This section of the toolkit focuses on critical components of your campaign: garnering media coverage and creating your own media. Media coverage has a variety of strategic uses: elevating your issue in the public eye, recruiting new allies, and creating new points of public pressure to move key targets. Different media outlets will reach different audiences, and we recommend being strategic about finding out what media reaches your targets and tailoring your plans accordingly.
Creating your own publicity, particularly through social media is also critical for engaging the public, sharing information about events and the campaign’s progress, and to create and control your own narrative.
Included in this section are:
- News Articles and Coverage: These clippings are good examples of the types of coverage your coalition can garner, and serve as examples of how to memorialize your coverage for use in your campaign.
- Press Releases and Advisories: Also used to get media coverage.

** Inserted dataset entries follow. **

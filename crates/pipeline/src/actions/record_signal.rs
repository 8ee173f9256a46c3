//! Appends the trigger to the player's risk history.

use std::collections::BTreeMap;

use async_trait::async_trait;
use churn_core::{ChurnState, Severity, SignalRecord, Trigger};
use tokio_util::sync::CancellationToken;

use super::{Action, ActionError, ActionOutcome};

/// Writes a [`SignalRecord`] for the trigger's rule.
///
/// Severity is looked up by rule id, falling back to the default severity.
#[derive(Debug, Clone, Default)]
pub struct RecordSignalAction {
    severities: BTreeMap<String, Severity>,
}

impl RecordSignalAction {
    pub const ID: &'static str = "record_signal";

    pub fn new(severities: BTreeMap<String, Severity>) -> Self {
        Self { severities }
    }

    pub fn severity_for(&self, rule_id: &str) -> Severity {
        self.severities.get(rule_id).copied().unwrap_or_default()
    }
}

#[async_trait]
impl Action for RecordSignalAction {
    fn id(&self) -> &str {
        Self::ID
    }

    fn supports_rollback(&self) -> bool {
        true
    }

    async fn execute(
        &self,
        trigger: &Trigger,
        state: &mut ChurnState,
        _cancel: &CancellationToken,
    ) -> Result<ActionOutcome, ActionError> {
        let mut metadata = trigger.metadata.clone();
        metadata.insert("reason".into(), trigger.reason.clone().into());

        state.signal_history.push(SignalRecord {
            kind: trigger.rule_id.clone(),
            detected_at: trigger.timestamp,
            severity: self.severity_for(&trigger.rule_id),
            metadata,
        });
        Ok(ActionOutcome::applied())
    }

    /// Removes the most recent record this trigger appended.
    async fn rollback(
        &self,
        trigger: &Trigger,
        _record_id: Option<&str>,
        state: &mut ChurnState,
    ) -> Result<(), ActionError> {
        if let Some(index) = state
            .signal_history
            .iter()
            .rposition(|r| r.kind == trigger.rule_id && r.detected_at == trigger.timestamp)
        {
            state.signal_history.remove(index);
        }
        Ok(())
    }
}
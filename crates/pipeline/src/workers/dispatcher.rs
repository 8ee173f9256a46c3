//! Per-event dispatcher: one task per event, bounded concurrency.

use std::sync::Arc;
use std::time::Duration;

use tokio::sync::{Semaphore, mpsc, oneshot};
use tokio::task::JoinSet;
use tokio_util::sync::CancellationToken;
use tracing::{debug, error, info, warn};

use crate::api::{PipelineError, Result};
use crate::manager::{PipelineManager, PipelineReport};
use crate::signals::RawEvent;

/// Commands accepted by the dispatcher.
pub enum Command {
    /// Process one event. With a reply channel the caller receives the
    /// result; without one the result is only logged.
    Process {
        event: RawEvent,
        reply: Option<oneshot::Sender<Result<PipelineReport>>>,
    },
}

/// Dispatcher limits.
#[derive(Debug, Clone)]
pub struct DispatchConfig {
    /// Events processed concurrently. Further commands wait in the channel.
    pub max_in_flight: usize,
    /// Deadline after which an event's cancellation token fires.
    pub event_timeout: Option<Duration>,
    pub command_buffer_size: usize,
}

impl Default for DispatchConfig {
    fn default() -> Self {
        Self {
            max_in_flight: 64,
            event_timeout: Some(Duration::from_secs(30)),
            command_buffer_size: 256,
        }
    }
}

/// Background task that fans events out to per-event tasks.
///
/// Events for different players run in parallel. Within one event every
/// stage is sequential. Two events for the same player may overlap; the
/// store's last write wins.
pub struct Dispatcher {
    manager: Arc<PipelineManager>,
    command_rx: mpsc::Receiver<Command>,
    permits: Arc<Semaphore>,
    event_timeout: Option<Duration>,
    shutdown: CancellationToken,
    tasks: JoinSet<()>,
}

impl Dispatcher {
    pub fn new(
        manager: Arc<PipelineManager>,
        command_rx: mpsc::Receiver<Command>,
        config: &DispatchConfig,
        shutdown: CancellationToken,
    ) -> Self {
        Self {
            manager,
            command_rx,
            permits: Arc::new(Semaphore::new(config.max_in_flight.max(1))),
            event_timeout: config.event_timeout,
            shutdown,
            tasks: JoinSet::new(),
        }
    }

    /// Main loop. Returns once the command channel closes or shutdown is
    /// requested, after in-flight events have finished.
    pub async fn run(mut self) {
        loop {
            tokio::select! {
                biased;
                _ = self.shutdown.cancelled() => break,
                Some(joined) = self.tasks.join_next(), if !self.tasks.is_empty() => {
                    Self::log_join(joined);
                }
                command = self.command_rx.recv() => match command {
                    Some(Command::Process { event, reply }) => {
                        if !self.spawn(event, reply).await {
                            break;
                        }
                    }
                    None => break,
                },
            }
        }

        debug!(target: "pipeline::manager", in_flight = self.tasks.len(), "dispatcher draining");
        while let Some(joined) = self.tasks.join_next().await {
            Self::log_join(joined);
        }
        info!(target: "pipeline::manager", "dispatcher stopped");
    }

    /// Wait for a permit, then start the event's task. Returns false if the
    /// dispatcher is shutting down.
    async fn spawn(
        &mut self,
        event: RawEvent,
        reply: Option<oneshot::Sender<Result<PipelineReport>>>,
    ) -> bool {
        let permit = tokio::select! {
            biased;
            _ = self.shutdown.cancelled() => {
                if let Some(reply) = reply {
                    let _ = reply.send(Err(PipelineError::Cancelled));
                }
                return false;
            }
            permit = Arc::clone(&self.permits).acquire_owned() => match permit {
                Ok(permit) => permit,
                Err(_) => return false,
            },
        };

        let manager = Arc::clone(&self.manager);
        let cancel = self.shutdown.child_token();
        let timeout = self.event_timeout;

        self.tasks.spawn(async move {
            let _permit = permit;
            let deadline = timeout.map(|limit| {
                let token = cancel.clone();
                tokio::spawn(async move {
                    tokio::time::sleep(limit).await;
                    token.cancel();
                })
            });

            let result = manager.process_event(&event, &cancel).await;
            if let Some(deadline) = deadline {
                deadline.abort();
            }

            match reply {
                Some(reply) => {
                    if reply.send(result).is_err() {
                        debug!(
                            target: "pipeline::manager",
                            "reply channel closed (caller dropped)"
                        );
                    }
                }
                None => {
                    if let Err(err) = result {
                        warn!(
                            target: "pipeline::manager",
                            event_type = %event.event_type,
                            error = %err,
                            "event dropped"
                        );
                    }
                }
            }
        });
        true
    }

    fn log_join(joined: std::result::Result<(), tokio::task::JoinError>) {
        if let Err(err) = joined {
            error!(target: "pipeline::manager", error = %err, "event task failed");
        }
    }
}
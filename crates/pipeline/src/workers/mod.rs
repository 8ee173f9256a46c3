//! Worker tasks that back the pipeline service.
//!
//! The dispatcher accepts events over a bounded channel and runs each one on
//! its own task, capped by a semaphore and bounded by a per-event deadline.

mod dispatcher;

pub use dispatcher::{Command, DispatchConfig, Dispatcher};
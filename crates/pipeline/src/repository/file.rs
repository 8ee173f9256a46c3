//! File-based StateStore implementation.

use std::path::{Path, PathBuf};

use async_trait::async_trait;
use chrono::{Duration, Utc};
use churn_core::{ChurnState, Timestamp};
use serde::{Deserialize, Serialize};
use tokio::fs;
use uuid::Uuid;

use super::{DEFAULT_TTL_DAYS, Result, StateStore};

/// On-disk envelope carrying the sliding expiry next to the record.
#[derive(Serialize, Deserialize)]
#[serde(rename_all = "camelCase")]
struct StoredState {
    expires_at: Timestamp,
    state: ChurnState,
}

/// File-based implementation of [`StateStore`].
///
/// Each player is stored as `{user}.json` under `base_dir`. Every save writes
/// its own uniquely named temporary file and renames it into place, so a
/// crash or an overlapping save for the same player never publishes a
/// half-written record. Overlapping saves are last-write-wins.
pub struct FileStateStore {
    base_dir: PathBuf,
    ttl: Duration,
}

impl FileStateStore {
    /// Create a store rooted at `base_dir`, creating the directory if needed.
    pub fn new(base_dir: impl AsRef<Path>) -> Result<Self> {
        Self::with_ttl(base_dir, Duration::days(DEFAULT_TTL_DAYS))
    }

    pub fn with_ttl(base_dir: impl AsRef<Path>, ttl: Duration) -> Result<Self> {
        let base_dir = base_dir.as_ref().to_path_buf();
        std::fs::create_dir_all(&base_dir)?;
        Ok(Self { base_dir, ttl })
    }

    pub fn base_dir(&self) -> &Path {
        &self.base_dir
    }

    fn state_path(&self, user_id: &str) -> PathBuf {
        self.base_dir.join(format!("{}.json", encode_key(user_id)))
    }
}

/// Keep `[A-Za-z0-9_-]` as-is and percent-encode every other byte so player
/// ids can never escape the store directory.
fn encode_key(user_id: &str) -> String {
    let mut encoded = String::with_capacity(user_id.len());
    for byte in user_id.bytes() {
        if byte.is_ascii_alphanumeric() || byte == b'-' || byte == b'_' {
            encoded.push(byte as char);
        } else {
            encoded.push_str(&format!("%{:02X}", byte));
        }
    }
    encoded
}

#[async_trait]
impl StateStore for FileStateStore {
    async fn load(&self, user_id: &str) -> Result<ChurnState> {
        let path = self.state_path(user_id);

        let bytes = match fs::read(&path).await {
            Ok(bytes) => bytes,
            Err(e) if e.kind() == std::io::ErrorKind::NotFound => {
                return Ok(ChurnState::default());
            }
            Err(e) => return Err(e.into()),
        };

        let stored: StoredState = serde_json::from_slice(&bytes)?;
        if stored.expires_at <= Utc::now() {
            tracing::debug!(
                target: "pipeline::store",
                user_id,
                "record expired, starting fresh"
            );
            return Ok(ChurnState::default());
        }

        tracing::debug!(target: "pipeline::store", user_id, path = %path.display(), "loaded state");
        Ok(stored.state)
    }

    async fn save(&self, user_id: &str, state: &ChurnState) -> Result<()> {
        let path = self.state_path(user_id);
        let temp_path = path.with_extension(format!("json.{}.tmp", Uuid::new_v4().simple()));

        let stored = StoredState {
            expires_at: Utc::now() + self.ttl,
            state: state.clone(),
        };
        let bytes = serde_json::to_vec_pretty(&stored)?;

        let written = match fs::write(&temp_path, bytes).await {
            Ok(()) => fs::rename(&temp_path, &path).await,
            Err(e) => Err(e),
        };
        if let Err(e) = written {
            let _ = fs::remove_file(&temp_path).await;
            return Err(e.into());
        }

        tracing::debug!(target: "pipeline::store", user_id, path = %path.display(), "saved state");
        Ok(())
    }

    async fn delete(&self, user_id: &str) -> Result<()> {
        match fs::remove_file(self.state_path(user_id)).await {
            Ok(()) => Ok(()),
            Err(e) if e.kind() == std::io::ErrorKind::NotFound => Ok(()),
            Err(e) => Err(e.into()),
        }
    }
}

- Sample Media Plan: This is a sample plan to organize our efforts for media coverage and ensure they aligned with key campaign dates. It can be adapted by your coalition.
- Sample Messaging Tip Sheet: Includes key talking points about RTC, which can be adapted for use by your coalition.
- Social Media Plan: For strategic social media use.
- Sample Social Media Calendar/Schedule: This sample can be used to guide your social media planning.
- Interview Guide to Create Tenant Profiles: Interviews are a great way to put a face to the issue and they can be shared on social media to amplify tenant voices and share their stories.
News Articles and Coverage
The following is a sample of our campaign’s media coverage. These are helpful examples of the types of media outlets you might want to target and the kinds of coverage your coalition can receive. They also serve as an example of how to memorialize and publicize the press coverage you do receive. Media coverage is an important part of elevating your issues, making the case for Right to Counsel, and exerting pressure on your targets.
We want to emphasize the importance of knowing which media outlets will reach your targets. For example, very localized news outlets reach local residents and local elected officials, while larger and national outlets reach the Mayor. We recommend taking the time to find out what your elected officials read and which outlets are targeted to community members. Target your media according to who you want to educate, inform and move to action.
Press Releases and Advisories
The following are press releases and advisories from the Coalition that can be adapted for your campaign. Writing press releases and advisories is key to getting media attention for the campaign. Your coalition can develop a list of media outlets and reporters to target, and you can then send your press advisories and releases to them in advance of a press event, as follow up or as a way to generate press without an event.
TOOLS:
Sample Media Plan
A media plan ensures that your coalition is thoughtful and strategic about how it will leverage the media. Seeking media coverage should tie both to key moments in your campaign, such as the release of a new report, as well as to key moments in your city or state, such as the release of a city budget. Larger public events can also be leveraged: for example, on Veteran’s Day our campaign planned to pitch an op-ed from a veteran who lost a housing court case. Each month, your coalition could identify such moments, which give opportunities to demonstrate why Right to Counsel is relevant, timely and newsworthy.
We have provided a month-by-month media plan from our coalition that we invite you to adapt to your coalition and local context.
Sample Messaging Tip Sheet
This tip sheet was designed by the coalition to ensure that our messaging about the campaign, our coalition and the Right to Counsel were consistent and strategic. Messaging guides like this one help ensure that your public message aligns with your overall coalition goals.
Sample Social Media Calendar/Schedule
Here is an example of a monthly Twitter calendar that we used. Twitter is great for building publicity for a particular event and it’s a useful tool to keep the buzz going and for staying on people’s radar during the quieter moments of a campaign. We used hashtags like #FactFriday and #TenantTuesday to share engaging bits of information with followers, even when we didn’t have a campaign event. Social media calendars are helpful to ensure the use of social media is strategic, aligned, and planned in advance. You will see that the calendar includes introductory language so that everyone who it is shared with will understand why it is important and how to use it.
This particular social media plan has a lot of videos. An organizer went through all of our video content from press conferences, town halls, meetings, etc. to pull certain clips highlighting different voices and arguments for RTC. This is another way that recording the different events you hold can serve different purposes!